The most recent enforcement report from the North American Securities Administrators Association (NASAA), which includes responses from 50 jurisdictions throughout the United States, quantifies the impact state regulators can have. In 2016, NASAA’s U.S. members alone conducted more than 4,300 investigations and took more than 2,000 enforcement actions. These actions led to concrete punishment for criminals and scammers to hold them accountable for their actions, with $230 million in restitution ordered to investors and more than 1,300 years of prison or probation.

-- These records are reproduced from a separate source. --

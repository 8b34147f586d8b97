//! # Connector Sync
//!
//! OAuth credential lifecycle and activity sync orchestration for third-party
//! providers: encrypted credential storage, CSRF-protected authorization,
//! per-user rate limiting, scheduled and manual syncs, and user-facing
//! notifications.

pub mod auth;
pub mod cache;
pub mod config;
pub mod cron_monitor;
pub mod crypto;
pub mod csrf;
pub mod db;
pub mod error;
pub mod handlers;
pub mod models;
pub mod notifications;
pub mod providers;
pub mod rate_limit;
pub mod repositories;
pub mod server;
pub mod sync;
pub mod telemetry;
pub mod vault;
pub use migration;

Of course the burden of vigilance must not be borne by regulators alone. Industry and individual investors also have important responsibilities. Broker-dealers and investment advisers can and should work with regulators to develop high standards of accountability and security so that they can avoid the recklessness of the past and secure the futures of their clients. Individual responsibility has a role to play as well, but this can only be realized when supplemented by genuine investor education, something state regulators are uniquely positioned as a local and unbiased resource.

In the aftermath of the financial crisis, policymakers took care to understand the cause of the crisis by convening the Financial Crisis Inquiry Commission. The 10-member commission concluded that the crisis was the result of high risk, complex financial products, undisclosed conflicts of interest, and loose federal regulatory oversight. Then-NASAA president Denise Voigt Crawford, in testimony before the commission, said, “Deregulation is no longer the presumptive policy prescription. Indeed today, the sense is that the current crisis was deepened by excessive deregulation.”

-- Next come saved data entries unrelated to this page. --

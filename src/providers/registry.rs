//! Provider registry
//!
//! Static endpoint catalogue for each [`ProviderKind`] combined with the OAuth
//! client credentials from configuration. Built once at startup; an enabled
//! provider without a client id or secret fails construction.

use std::collections::BTreeMap;
use std::sync::Arc;

use url::Url;

use crate::config::AppConfig;
use crate::error::SyncCoreError;
use crate::providers::ProviderKind;

/// Error type for registry construction
#[derive(Debug, thiserror::Error)]
pub enum RegistryError {
    #[error("Provider '{name}' is not a supported provider")]
    UnknownProvider { name: String },
    #[error("Provider '{provider}' is enabled but has no client id")]
    MissingClientId { provider: ProviderKind },
    #[error("Provider '{provider}' is enabled but has no client secret")]
    MissingClientSecret { provider: ProviderKind },
    #[error("Provider '{provider}' has an invalid endpoint '{url}': {source}")]
    InvalidEndpoint {
        provider: ProviderKind,
        url: String,
        source: url::ParseError,
    },
}

/// How client credentials are presented to the token endpoint
#[derive(Debug, Clone, Copy, PartialEq, Eq)]
pub enum TokenAuthStyle {
    /// `client_id` and `client_secret` in the form body
    ClientSecretPost,
    /// HTTP Basic credentials with a JSON body
    BasicAuthJson,
}

/// How a token is revoked remotely
#[derive(Debug, Clone, Copy, PartialEq, Eq)]
pub enum RevokeStyle {
    /// POST `token=<t>` as a form
    FormToken,
    /// POST with the token as bearer credentials
    BearerPost,
    /// DELETE the application grant with client Basic auth and a JSON body
    GrantDelete,
}

/// HTTP method used by an activity feed
#[derive(Debug, Clone, Copy, PartialEq, Eq)]
pub enum FeedMethod {
    Get,
    Post,
}

/// Where a provider exposes its activity and how to read items out of it.
///
/// Field locations are JSON pointers relative to each item.
#[derive(Debug, Clone, PartialEq, Eq)]
pub struct FeedSpec {
    pub method: FeedMethod,
    pub path: &'static str,
    pub static_query: &'static [(&'static str, &'static str)],
    pub headers: &'static [(&'static str, &'static str)],
    /// Query parameter carrying the RFC 3339 lower bound, when supported
    pub since_param: Option<&'static str>,
    pub items_pointer: &'static str,
    pub id_pointer: &'static str,
    pub title_pointer: &'static str,
    pub url_pointer: &'static str,
    pub time_pointer: &'static str,
    pub kind: &'static str,
}

/// Built-in endpoint defaults for a provider
struct Catalogue {
    oauth_base: &'static str,
    authorize_path: &'static str,
    token_base: &'static str,
    token_path: &'static str,
    revoke: Option<(&'static str, &'static str, RevokeStyle)>,
    api_base: &'static str,
    scopes: &'static [&'static str],
    scope_separator: &'static str,
    extra_authorize_params: &'static [(&'static str, &'static str)],
    token_auth: TokenAuthStyle,
    supports_refresh: bool,
    feed: FeedSpec,
}

fn catalogue(kind: ProviderKind) -> Catalogue {
    match kind {
        ProviderKind::Github => Catalogue {
            oauth_base: "https://github.com",
            authorize_path: "/login/oauth/authorize",
            token_base: "https://github.com",
            token_path: "/login/oauth/access_token",
            // Path is completed with the client id when revoking
            revoke: Some(("https://api.github.com", "/applications", RevokeStyle::GrantDelete)),
            api_base: "https://api.github.com",
            scopes: &["repo", "read:user"],
            scope_separator: " ",
            extra_authorize_params: &[],
            token_auth: TokenAuthStyle::ClientSecretPost,
            supports_refresh: false,
            feed: FeedSpec {
                method: FeedMethod::Get,
                path: "/issues",
                static_query: &[("filter", "all"), ("state", "all"), ("per_page", "100")],
                headers: &[("Accept", "application/vnd.github+json")],
                since_param: Some("since"),
                items_pointer: "",
                id_pointer: "/id",
                title_pointer: "/title",
                url_pointer: "/html_url",
                time_pointer: "/updated_at",
                kind: "issue",
            },
        },
        ProviderKind::Slack => Catalogue {
            oauth_base: "https://slack.com",
            authorize_path: "/oauth/v2/authorize",
            token_base: "https://slack.com",
            token_path: "/api/oauth.v2.access",
            revoke: Some(("https://slack.com", "/api/auth.revoke", RevokeStyle::BearerPost)),
            api_base: "https://slack.com/api",
            scopes: &["channels:history", "channels:read", "stars:read", "users:read"],
            scope_separator: ",",
            extra_authorize_params: &[],
            token_auth: TokenAuthStyle::ClientSecretPost,
            supports_refresh: false,
            feed: FeedSpec {
                method: FeedMethod::Get,
                path: "/stars.list",
                static_query: &[("limit", "100")],
                headers: &[],
                since_param: None,
                items_pointer: "/items",
                id_pointer: "/message/permalink",
                title_pointer: "/message/text",
                url_pointer: "/message/permalink",
                time_pointer: "/date_create",
                kind: "starred_message",
            },
        },
        ProviderKind::Notion => Catalogue {
            oauth_base: "https://api.notion.com",
            authorize_path: "/v1/oauth/authorize",
            token_base: "https://api.notion.com",
            token_path: "/v1/oauth/token",
            revoke: None,
            api_base: "https://api.notion.com",
            scopes: &[],
            scope_separator: " ",
            extra_authorize_params: &[("owner", "user")],
            token_auth: TokenAuthStyle::BasicAuthJson,
            supports_refresh: false,
            feed: FeedSpec {
                method: FeedMethod::Post,
                path: "/v1/search",
                static_query: &[],
                headers: &[("Notion-Version", "2022-06-28")],
                since_param: None,
                items_pointer: "/results",
                id_pointer: "/id",
                title_pointer: "/properties/title/title/0/plain_text",
                url_pointer: "/url",
                time_pointer: "/last_edited_time",
                kind: "page",
            },
        },
        ProviderKind::GoogleCalendar => Catalogue {
            oauth_base: "https://accounts.google.com",
            authorize_path: "/o/oauth2/v2/auth",
            token_base: "https://oauth2.googleapis.com",
            token_path: "/token",
            revoke: Some(("https://oauth2.googleapis.com", "/revoke", RevokeStyle::FormToken)),
            api_base: "https://www.googleapis.com",
            scopes: &["https://www.googleapis.com/auth/calendar.readonly"],
            scope_separator: " ",
            extra_authorize_params: &[("access_type", "offline"), ("prompt", "consent")],
            token_auth: TokenAuthStyle::ClientSecretPost,
            supports_refresh: true,
            feed: FeedSpec {
                method: FeedMethod::Get,
                path: "/calendar/v3/calendars/primary/events",
                static_query: &[("singleEvents", "true"), ("maxResults", "250")],
                headers: &[],
                since_param: Some("updatedMin"),
                items_pointer: "/items",
                id_pointer: "/id",
                title_pointer: "/summary",
                url_pointer: "/htmlLink",
                time_pointer: "/updated",
                kind: "event",
            },
        },
    }
}

/// Fully resolved provider configuration
#[derive(Debug, Clone)]
pub struct ProviderDefinition {
    pub kind: ProviderKind,
    pub authorization_endpoint: Url,
    pub token_endpoint: Url,
    pub revoke_endpoint: Option<(Url, RevokeStyle)>,
    pub api_base: Url,
    pub scopes: Vec<String>,
    pub scope_separator: &'static str,
    pub extra_authorize_params: Vec<(&'static str, &'static str)>,
    pub token_auth: TokenAuthStyle,
    pub supports_refresh: bool,
    pub client_id: String,
    pub client_secret: String,
    pub feed: FeedSpec,
}

impl ProviderDefinition {
    pub fn scope_string(&self) -> String {
        self.scopes.join(self.scope_separator)
    }
}

/// Registry of enabled providers
#[derive(Debug, Clone, Default)]
pub struct ProviderRegistry {
    providers: BTreeMap<ProviderKind, Arc<ProviderDefinition>>,
}

impl ProviderRegistry {
    /// Create a new empty registry
    pub fn new() -> Self {
        Self::default()
    }

    /// Build the registry for every provider listed in `enabled_providers`
    pub fn from_config(config: &AppConfig) -> Result<Self, RegistryError> {
        let mut registry = Self::new();

        for name in &config.enabled_providers {
            let kind: ProviderKind = name.parse().map_err(|_| RegistryError::UnknownProvider {
                name: name.clone(),
            })?;
            let client = config.providers.get(name).cloned().unwrap_or_default();

            let client_id = client
                .client_id
                .ok_or(RegistryError::MissingClientId { provider: kind })?;
            let client_secret = client
                .client_secret
                .ok_or(RegistryError::MissingClientSecret { provider: kind })?;

            let definition = build_definition(
                kind,
                client_id,
                client_secret,
                client.oauth_base.as_deref(),
                client.api_base.as_deref(),
            )?;
            registry.register(definition);
        }

        Ok(registry)
    }

    pub fn register(&mut self, definition: ProviderDefinition) {
        tracing::info!(provider = %definition.kind, "Registered provider");
        self.providers.insert(definition.kind, Arc::new(definition));
    }

    pub fn get(&self, kind: ProviderKind) -> Result<Arc<ProviderDefinition>, SyncCoreError> {
        self.providers.get(&kind).cloned().ok_or_else(|| {
            SyncCoreError::Validation(format!("provider '{}' is not enabled", kind))
        })
    }

    /// Parse a path segment and return the enabled definition
    pub fn lookup(&self, name: &str) -> Result<Arc<ProviderDefinition>, SyncCoreError> {
        self.get(name.parse()?)
    }

    pub fn enabled(&self) -> impl Iterator<Item = ProviderKind> + '_ {
        self.providers.keys().copied()
    }

    pub fn is_empty(&self) -> bool {
        self.providers.is_empty()
    }
}

/// Resolve endpoints for `kind`, replacing the catalogue hosts with overrides.
///
/// An OAuth base override applies to the authorize, token and revoke hosts
/// alike; an API base override applies to the activity feed and GitHub's
/// grant revocation.
pub fn build_definition(
    kind: ProviderKind,
    client_id: String,
    client_secret: String,
    oauth_base: Option<&str>,
    api_base: Option<&str>,
) -> Result<ProviderDefinition, RegistryError> {
    let cat = catalogue(kind);
    let parse = |base: &str, path: &str| -> Result<Url, RegistryError> {
        let raw = format!("{}{}", base.trim_end_matches('/'), path);
        Url::parse(&raw).map_err(|source| RegistryError::InvalidEndpoint {
            provider: kind,
            url: raw,
            source,
        })
    };

    let api_base_str = api_base.unwrap_or(cat.api_base);
    let revoke_endpoint = match cat.revoke {
        Some((_, path, RevokeStyle::GrantDelete)) => Some((
            parse(api_base_str, &format!("{}/{}/grant", path, client_id))?,
            RevokeStyle::GrantDelete,
        )),
        Some((base, path, style)) => Some((parse(oauth_base.unwrap_or(base), path)?, style)),
        None => None,
    };

    Ok(ProviderDefinition {
        kind,
        authorization_endpoint: parse(oauth_base.unwrap_or(cat.oauth_base), cat.authorize_path)?,
        token_endpoint: parse(oauth_base.unwrap_or(cat.token_base), cat.token_path)?,
        revoke_endpoint,
        api_base: parse(api_base_str, "")?,
        scopes: cat.scopes.iter().map(|s| s.to_string()).collect(),
        scope_separator: cat.scope_separator,
        extra_authorize_params: cat.extra_authorize_params.to_vec(),
        token_auth: cat.token_auth,
        supports_refresh: cat.supports_refresh,
        client_id,
        client_secret,
        feed: cat.feed,
    })
}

Even as deregulation sees a new surge of federal support, we must remember the role it played in precipitating the financial crisis of the past, and we must look to how states and state regulators can provide insight and oversight to avoid a future financial crisis.

Mike Rothman is president of the North American Securities Administrators Association, the oldest international investor protection organization. He also serves as commissioner of the Minnesota Department of Commerce.